__Assignment__:
What is needed is an exact retyping of the records below, from the first line through the line that contains "Name reported as".

__Task data__:
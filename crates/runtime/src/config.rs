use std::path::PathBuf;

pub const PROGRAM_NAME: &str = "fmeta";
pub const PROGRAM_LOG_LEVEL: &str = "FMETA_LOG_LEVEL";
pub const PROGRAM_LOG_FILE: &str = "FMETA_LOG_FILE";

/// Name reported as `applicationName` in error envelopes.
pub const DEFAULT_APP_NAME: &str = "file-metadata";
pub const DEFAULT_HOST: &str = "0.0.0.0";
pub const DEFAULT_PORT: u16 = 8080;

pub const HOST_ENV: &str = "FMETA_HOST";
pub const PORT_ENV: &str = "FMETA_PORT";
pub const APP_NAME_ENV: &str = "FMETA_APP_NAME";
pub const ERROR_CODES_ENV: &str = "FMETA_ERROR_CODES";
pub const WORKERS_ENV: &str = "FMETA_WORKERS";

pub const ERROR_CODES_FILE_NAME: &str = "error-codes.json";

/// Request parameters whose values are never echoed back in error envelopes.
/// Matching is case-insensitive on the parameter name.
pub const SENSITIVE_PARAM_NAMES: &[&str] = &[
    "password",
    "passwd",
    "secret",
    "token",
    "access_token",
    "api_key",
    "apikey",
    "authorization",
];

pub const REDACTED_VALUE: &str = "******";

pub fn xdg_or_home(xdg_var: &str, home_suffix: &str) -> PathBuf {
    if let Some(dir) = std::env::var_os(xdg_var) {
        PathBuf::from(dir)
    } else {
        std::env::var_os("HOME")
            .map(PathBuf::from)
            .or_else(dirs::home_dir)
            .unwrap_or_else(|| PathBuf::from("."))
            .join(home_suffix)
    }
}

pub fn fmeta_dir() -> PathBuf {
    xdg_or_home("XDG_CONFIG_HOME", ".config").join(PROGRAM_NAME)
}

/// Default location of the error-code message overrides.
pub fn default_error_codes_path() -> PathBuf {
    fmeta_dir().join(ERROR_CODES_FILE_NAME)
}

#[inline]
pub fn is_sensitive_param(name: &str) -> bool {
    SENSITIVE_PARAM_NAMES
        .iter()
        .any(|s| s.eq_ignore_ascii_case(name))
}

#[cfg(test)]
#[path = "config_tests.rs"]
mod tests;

__Answer for the task__:
filename crates/runtime/src/config.rs
use std::path::PathBuf;

pub const PROGRAM_NAME: &str = "fmeta";
pub const PROGRAM_LOG_LEVEL: &str = "FMETA_LOG_LEVEL";
pub const PROGRAM_LOG_FILE: &str = "FMETA_LOG_FILE";

/// Name reported as `applicationName` in error envelopes.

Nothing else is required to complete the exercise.